(Stored entries)
★ ★ ★ ★
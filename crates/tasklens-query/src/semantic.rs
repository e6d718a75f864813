use crate::expansion::{dedupe_substring_overlap, expand_keywords};
use crate::parser::{ParseResult, ParserContext, parse_query};
use crate::timectx::{self, TimeResolution};
use crate::tokenize::{generic_ratio, tokenize};
use reqwest::blocking::Client;
use serde::Deserialize;
use std::time::Duration;
use tasklens_core::config::SemanticConfig;
use tasklens_core::constants;
use tasklens_core::error::SemanticError;
use tasklens_core::terms::TermSnapshot;
use tasklens_core::types::{
    DroppedTerm, ParsedQuery, ParserFallback, ParserStrategy, PropertyKind, VaguenessMode,
};
use time::Date;
use tracing::{debug, warn};

/// Request payload for one semantic parse call: the raw query plus the term
/// tables and language configuration the model should resolve against.
#[derive(Debug, Clone)]
pub struct SemanticParseRequest<'a> {
    pub query: &'a str,
    pub languages: &'a [String],
    pub terms: &'a TermSnapshot,
}

/// A value the model may return either as a single string or a list.
#[derive(Debug, Clone, Deserialize)]
#[serde(untagged)]
pub enum StringOrList {
    One(String),
    Many(Vec<String>),
}

impl StringOrList {
    fn into_vec(self) -> Vec<String> {
        match self {
            Self::One(value) => vec![value],
            Self::Many(values) => values,
        }
    }
}

/// Partial parse returned by the external model. Every field is optional;
/// validation happens at the parser boundary before anything reaches scoring.
#[derive(Debug, Clone, Default, Deserialize)]
pub struct SemanticParseOutcome {
    #[serde(default)]
    pub core_keywords: Vec<String>,
    #[serde(default)]
    pub keywords: Vec<String>,
    #[serde(default)]
    pub priority: Option<StringOrList>,
    #[serde(default)]
    pub status: Option<StringOrList>,
    #[serde(default)]
    pub due_date: Option<String>,
    #[serde(default)]
    pub time_context: Option<String>,
    #[serde(default)]
    pub is_vague: Option<bool>,
    #[serde(default)]
    pub confidence: Option<f64>,
}

/// The external semantic understanding service.
///
/// Implementations may suspend on network calls; everything else in the
/// engine is synchronous. Any error (including timeout/cancellation) triggers
/// the deterministic fallback path.
pub trait SemanticParse: Send + Sync {
    fn parse(&self, request: &SemanticParseRequest<'_>)
    -> Result<SemanticParseOutcome, SemanticError>;

    /// Expand core keywords into up to `limit` synonyms for one language.
    fn expand(
        &self,
        keywords: &[String],
        language: &str,
        limit: usize,
    ) -> Result<Vec<String>, SemanticError>;
}

/// HTTP-backed semantic parser. Bounded by the configured request timeout;
/// a timed-out call is reported exactly like a transport failure.
pub struct HttpSemanticParser {
    endpoint: String,
    client: Client,
}

impl HttpSemanticParser {
    pub fn from_config(config: &SemanticConfig) -> Result<Self, SemanticError> {
        if !config.enabled {
            return Err(SemanticError::Disabled);
        }
        let endpoint = config
            .endpoint
            .as_deref()
            .map(str::trim)
            .filter(|e| !e.is_empty())
            .ok_or(SemanticError::Disabled)?
            .trim_end_matches('/')
            .to_string();
        let client = Client::builder()
            .timeout(Duration::from_millis(config.timeout_ms.max(1)))
            .build()
            .map_err(SemanticError::transport)?;
        Ok(Self { endpoint, client })
    }

    fn api_key() -> Result<String, SemanticError> {
        std::env::var(constants::SEMANTIC_API_KEY_ENV).map_err(|_| SemanticError::MissingApiKey {
            env: constants::SEMANTIC_API_KEY_ENV.to_string(),
        })
    }

    fn post(&self, path: &str, payload: &serde_json::Value) -> Result<serde_json::Value, SemanticError> {
        let api_key = Self::api_key()?;
        let response = self
            .client
            .post(format!("{}/{path}", self.endpoint))
            .bearer_auth(api_key)
            .header("content-type", "application/json")
            .json(payload)
            .send()
            .map_err(classify_reqwest_error)?;

        if !response.status().is_success() {
            return Err(SemanticError::Http {
                status: response.status().as_u16(),
            });
        }
        response.json().map_err(SemanticError::malformed)
    }
}

fn classify_reqwest_error(err: reqwest::Error) -> SemanticError {
    if err.is_timeout() {
        SemanticError::Timeout
    } else {
        SemanticError::transport(err)
    }
}

impl SemanticParse for HttpSemanticParser {
    fn parse(
        &self,
        request: &SemanticParseRequest<'_>,
    ) -> Result<SemanticParseOutcome, SemanticError> {
        let properties: serde_json::Value = serde_json::json!({
            "priority": request.terms.table(PropertyKind::Priority).entries(),
            "status": request.terms.table(PropertyKind::Status).entries(),
            "due_date": request.terms.table(PropertyKind::DueDate).entries(),
            "time_context": request.terms.table(PropertyKind::TimeContext).entries(),
        });
        let payload = serde_json::json!({
            "query": request.query,
            "languages": request.languages,
            "properties": properties,
        });

        let body = self.post("parse", &payload)?;
        if body.is_null() {
            return Err(SemanticError::EmptyResponse);
        }
        serde_json::from_value(body).map_err(SemanticError::malformed)
    }

    fn expand(
        &self,
        keywords: &[String],
        language: &str,
        limit: usize,
    ) -> Result<Vec<String>, SemanticError> {
        let payload = serde_json::json!({
            "keywords": keywords,
            "language": language,
            "limit": limit,
        });
        let body = self.post("expand", &payload)?;
        let expansions: Vec<String> =
            serde_json::from_value(body).map_err(SemanticError::malformed)?;
        if expansions.is_empty() {
            return Err(SemanticError::EmptyResponse);
        }
        Ok(expansions)
    }
}

/// Result of running one parse strategy, including how it was arrived at.
#[derive(Debug, Clone)]
pub struct ParseExecution {
    pub parsed: ParsedQuery,
    pub strategy: ParserStrategy,
    pub fallback: Option<ParserFallback>,
    pub dropped: Vec<DroppedTerm>,
    pub expansion_degraded: Option<String>,
}

impl ParseExecution {
    pub fn deterministic(result: ParseResult) -> Self {
        Self {
            parsed: result.parsed,
            strategy: ParserStrategy::Deterministic,
            fallback: None,
            dropped: result.dropped,
            expansion_degraded: None,
        }
    }
}

/// Run the AI-assisted strategy with deterministic fallback.
///
/// A failed or cancelled semantic call re-parses the same raw text with the
/// deterministic parser (never treating the whole query as one opaque
/// keyword) and reports the fallback as a non-fatal diagnostic.
pub fn parse_with_semantic(
    raw: &str,
    snapshot: &TermSnapshot,
    ctx: &ParserContext,
    languages: &[String],
    expansions_per_language: usize,
    parser: &dyn SemanticParse,
    today: Date,
) -> ParseExecution {
    let request = SemanticParseRequest {
        query: raw,
        languages,
        terms: snapshot,
    };

    match parser.parse(&request) {
        Ok(outcome) => {
            let mut dropped = Vec::new();
            let parsed = validate_outcome(outcome, raw, snapshot, ctx, today, &mut dropped);
            let (keywords, expansion_degraded) = expand_keywords(
                &parsed.core_keywords,
                parser,
                languages,
                expansions_per_language,
            );
            debug!(
                keywords = keywords.len(),
                is_vague = parsed.is_vague,
                "semantic parse succeeded"
            );
            ParseExecution {
                parsed: ParsedQuery { keywords, ..parsed },
                strategy: ParserStrategy::Semantic,
                fallback: None,
                dropped,
                expansion_degraded,
            }
        }
        Err(err) => {
            warn!(reason = err.reason_code(), error = %err, "semantic parse failed, using deterministic parser");
            let result = parse_query(raw, snapshot, ctx, today);
            ParseExecution {
                fallback: Some(ParserFallback {
                    failed: ParserStrategy::Semantic,
                    reason: err.reason_code().to_string(),
                    used: ParserStrategy::Deterministic,
                }),
                ..ParseExecution::deterministic(result)
            }
        }
    }
}

/// Validate a partial model response into a `ParsedQuery`.
///
/// Property values are re-resolved through the registry (the model is not
/// trusted to emit canonical keys), confidence is clamped, and a missing
/// `is_vague` falls back to the heuristic over the raw text.
fn validate_outcome(
    outcome: SemanticParseOutcome,
    raw: &str,
    snapshot: &TermSnapshot,
    ctx: &ParserContext,
    today: Date,
    dropped: &mut Vec<DroppedTerm>,
) -> ParsedQuery {
    let heuristic_vague = {
        let raw_tokens = tokenize(raw);
        !raw_tokens.is_empty()
            && generic_ratio(&raw_tokens, ctx.generic_words()) >= ctx.vagueness_threshold
    };
    let is_vague = match ctx.mode {
        VaguenessMode::ForcedGeneric => true,
        // The model's judgment takes priority over the heuristic when present.
        VaguenessMode::Auto => outcome.is_vague.unwrap_or(heuristic_vague),
    };

    let core_keywords = {
        let mut core: Vec<String> = if !outcome.core_keywords.is_empty() {
            outcome.core_keywords
        } else {
            outcome.keywords
        };
        core = core
            .into_iter()
            .map(|k| k.trim().to_lowercase())
            .filter(|k| !k.is_empty())
            .collect();
        if core.is_empty() {
            // Absent keywords in a partial response: derive them locally.
            tokenize(raw)
                .into_iter()
                .filter(|token| !ctx.is_stop_word(token))
                .collect()
        } else {
            core
        }
    };
    let keywords = dedupe_substring_overlap(core_keywords.clone());

    let priority = resolve_model_values(snapshot, PropertyKind::Priority, outcome.priority, dropped);
    let status = resolve_model_values(snapshot, PropertyKind::Status, outcome.status, dropped);

    let mut due_date_filter = None;
    let mut due_date_range = None;
    let mut time_context = None;
    if let Some(raw_due) = outcome.due_date {
        match snapshot.resolve(PropertyKind::DueDate, &raw_due) {
            Some(key @ ("any" | "none" | "overdue")) => due_date_filter = Some(key.to_string()),
            Some(key) => match timectx::resolve_time_phrase(key, today, is_vague) {
                TimeResolution::Filter(range) => due_date_range = Some(range),
                TimeResolution::Context(label) => time_context = Some(label),
            },
            None => {
                dropped.push(DroppedTerm {
                    property: PropertyKind::DueDate,
                    value: raw_due,
                });
            }
        }
    }
    if time_context.is_none()
        && let Some(label) = outcome.time_context
    {
        let key = snapshot
            .resolve(PropertyKind::TimeContext, &label)
            .map(str::to_string)
            .unwrap_or(label);
        if due_date_range.is_none() && due_date_filter.is_none() {
            match timectx::resolve_time_phrase(&key, today, is_vague) {
                TimeResolution::Filter(range) => due_date_range = Some(range),
                TimeResolution::Context(label) => time_context = Some(label),
            }
        } else {
            time_context = Some(key);
        }
    }

    ParsedQuery {
        core_keywords,
        keywords,
        priority,
        status,
        due_date_filter,
        due_date_range,
        time_context,
        is_vague,
        confidence: outcome.confidence.map(|c| c.clamp(0.0, 1.0)),
        tags: None,
        folder: None,
    }
}

fn resolve_model_values(
    snapshot: &TermSnapshot,
    kind: PropertyKind,
    values: Option<StringOrList>,
    dropped: &mut Vec<DroppedTerm>,
) -> Option<Vec<String>> {
    let values = values?.into_vec();
    let resolved = snapshot.resolve_many(kind, &values);
    for value in &values {
        if snapshot.resolve(kind, value).is_none() {
            warn!(property = %kind, value = %value, "dropping unresolvable model property value");
            dropped.push(DroppedTerm {
                property: kind,
                value: value.clone(),
            });
        }
    }
    if resolved.is_empty() { None } else { Some(resolved) }
}
use crate::semantic::SemanticParse;
use tracing::{debug, warn};

/// Remove tokens that are substrings of a longer token in the same set, so
/// one textual occurrence never counts as multiple independent matches during
/// scoring. Exact duplicates collapse first; original order is preserved.
pub fn dedupe_substring_overlap(keywords: Vec<String>) -> Vec<String> {
    let mut unique: Vec<String> = Vec::new();
    for keyword in keywords {
        if !unique.contains(&keyword) {
            unique.push(keyword);
        }
    }

    let survivors: Vec<String> = unique
        .iter()
        .filter(|candidate| {
            !unique
                .iter()
                .any(|other| other.len() > candidate.len() && other.contains(candidate.as_str()))
        })
        .cloned()
        .collect();
    survivors
}

/// Expand core keywords into a bounded multilingual synonym set, batched per
/// configured language. Expansion failure is non-fatal: the set degrades to
/// the unexpanded keywords and the reason is reported to the caller.
pub fn expand_keywords(
    core_keywords: &[String],
    parser: &dyn SemanticParse,
    languages: &[String],
    expansions_per_language: usize,
) -> (Vec<String>, Option<String>) {
    let mut all: Vec<String> = core_keywords.to_vec();
    let mut degraded = None;

    if core_keywords.is_empty() || expansions_per_language == 0 {
        return (dedupe_substring_overlap(all), degraded);
    }

    for language in languages {
        match parser.expand(core_keywords, language, expansions_per_language) {
            Ok(expansions) => {
                let bound = expansions_per_language * core_keywords.len();
                for expansion in expansions.into_iter().take(bound) {
                    let expansion = expansion.trim().to_lowercase();
                    if !expansion.is_empty() && !all.contains(&expansion) {
                        all.push(expansion);
                    }
                }
            }
            Err(err) => {
                warn!(language = %language, error = %err, "keyword expansion failed");
                degraded = Some(err.reason_code().to_string());
                break;
            }
        }
    }

    let deduped = dedupe_substring_overlap(all);
    debug!(
        core = core_keywords.len(),
        expanded = deduped.len(),
        "keyword expansion"
    );
    (deduped, degraded)
}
★ ★ ★ ★
ASSIGNED TASK: Please give back, exactly as it stands above, the stretch from the line with "unique.push(keyword);" through the line with "for language in", and no line outside it.

RESULT:
            unique.push(keyword);
        }
    }

    let survivors: Vec<String> = unique
        .iter()
        .filter(|candidate| {
            !unique
                .iter()
                .any(|other| other.len() > candidate.len() && other.contains(candidate.as_str()))
        })
        .cloned()
        .collect();
    survivors
}

/// Expand core keywords into a bounded multilingual synonym set, batched per
/// configured language. Expansion failure is non-fatal: the set degrades to
/// the unexpanded keywords and the reason is reported to the caller.
pub fn expand_keywords(
    core_keywords: &[String],
    parser: &dyn SemanticParse,
    languages: &[String],
    expansions_per_language: usize,
) -> (Vec<String>, Option<String>) {
    let mut all: Vec<String> = core_keywords.to_vec();
    let mut degraded = None;

    if core_keywords.is_empty() || expansions_per_language == 0 {
        return (dedupe_substring_overlap(all), degraded);
    }

    for language in languages {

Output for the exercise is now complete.